#### WORK REQUEST:
In every line of the records, look for "items", then report how many lines have it and nothing else.

#### DATA FOR THIS TASK:
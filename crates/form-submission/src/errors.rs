//! Per-path validation messages.

use form_path::{is_ancestor_or_equal, Path};
use indexmap::IndexMap;
use serde_json::{Map, Value as JsonValue};

/// Validation messages keyed by path, in caller-visible order.
///
/// Messages are not deduplicated. The root path carries form-level errors.
#[derive(Debug, Clone, Default, PartialEq, Eq)]
pub struct ErrorSet {
    entries: IndexMap<Path, Vec<String>>,
}

impl ErrorSet {
    pub fn new() -> Self {
        Self::default()
    }

    /// Append a message for `path`.
    pub fn push(&mut self, path: Path, message: impl Into<String>) {
        self.entries.entry(path).or_default().push(message.into());
    }

    /// Append messages for `path`. An empty list leaves the set untouched.
    pub fn extend_path(&mut self, path: Path, messages: impl IntoIterator<Item = String>) {
        let mut messages = messages.into_iter().peekable();
        if messages.peek().is_none() {
            return;
        }
        self.entries.entry(path).or_default().extend(messages);
    }

    pub fn get(&self, path: &Path) -> Option<&[String]> {
        self.entries.get(path).map(Vec::as_slice)
    }

    pub fn contains(&self, path: &Path) -> bool {
        self.entries.contains_key(path)
    }

    pub fn is_empty(&self) -> bool {
        self.entries.is_empty()
    }

    pub fn len(&self) -> usize {
        self.entries.len()
    }

    pub fn paths(&self) -> impl Iterator<Item = &Path> {
        self.entries.keys()
    }

    pub fn iter(&self) -> impl Iterator<Item = (&Path, &[String])> {
        self.entries.iter().map(|(path, messages)| (path, messages.as_slice()))
    }

    pub fn retain(&mut self, mut keep: impl FnMut(&Path, &[String]) -> bool) {
        self.entries.retain(|path, messages| keep(path, messages));
    }

    /// Entries at `scope` or below it.
    pub fn scoped(&self, scope: &Path) -> ErrorSet {
        self.iter()
            .filter(|(path, _)| is_ancestor_or_equal(scope, path))
            .map(|(path, messages)| (path.clone(), messages.to_vec()))
            .collect()
    }

    /// Remove entries at `scope` or below it.
    pub fn clear_scope(&mut self, scope: &Path) {
        self.entries.retain(|path, _| !is_ancestor_or_equal(scope, path));
    }

    /// Rewrite every path through `f`, dropping entries it maps to `None`.
    pub fn remap(&self, mut f: impl FnMut(&Path) -> Option<Path>) -> ErrorSet {
        let mut out = ErrorSet::new();
        for (path, messages) in &self.entries {
            if let Some(path) = f(path) {
                out.extend_path(path, messages.iter().cloned());
            }
        }
        out
    }

    /// Decode `{"path": ["message", ...]}`. A bare string counts as one message;
    /// keys that are not valid field names are reported on the root path.
    pub fn from_json(value: &JsonValue) -> ErrorSet {
        let mut out = ErrorSet::new();
        let Some(map) = value.as_object() else {
            return out;
        };
        for (key, messages) in map {
            let path = form_path::parse(key).unwrap_or_default();
            match messages {
                JsonValue::String(message) => out.push(path, message.clone()),
                JsonValue::Array(items) => out.extend_path(
                    path,
                    items.iter().filter_map(|item| item.as_str().map(str::to_string)),
                ),
                _ => {}
            }
        }
        out
    }

    pub fn to_json(&self) -> JsonValue {
        let map: Map<String, JsonValue> = self
            .entries
            .iter()
            .map(|(path, messages)| {
                let messages = messages.iter().cloned().map(JsonValue::String).collect();
                (path.to_string(), JsonValue::Array(messages))
            })
            .collect();
        JsonValue::Object(map)
    }
}

impl FromIterator<(Path, Vec<String>)> for ErrorSet {
    fn from_iter<I: IntoIterator<Item = (Path, Vec<String>)>>(iter: I) -> Self {
        let mut out = ErrorSet::new();
        for (path, messages) in iter {
            out.extend_path(path, messages);
        }
        out
    }
}

impl Extend<(Path, Vec<String>)> for ErrorSet {
    fn extend<I: IntoIterator<Item = (Path, Vec<String>)>>(&mut self, iter: I) {
        for (path, messages) in iter {
            self.extend_path(path, messages);
        }
    }
}

impl<'a> IntoIterator for &'a ErrorSet {
    type Item = (&'a Path, &'a Vec<String>);
    type IntoIter = indexmap::map::Iter<'a, Path, Vec<String>>;

    fn into_iter(self) -> Self::IntoIter {
        self.entries.iter()
    }
}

#### EXERCISE RESPONSE:
2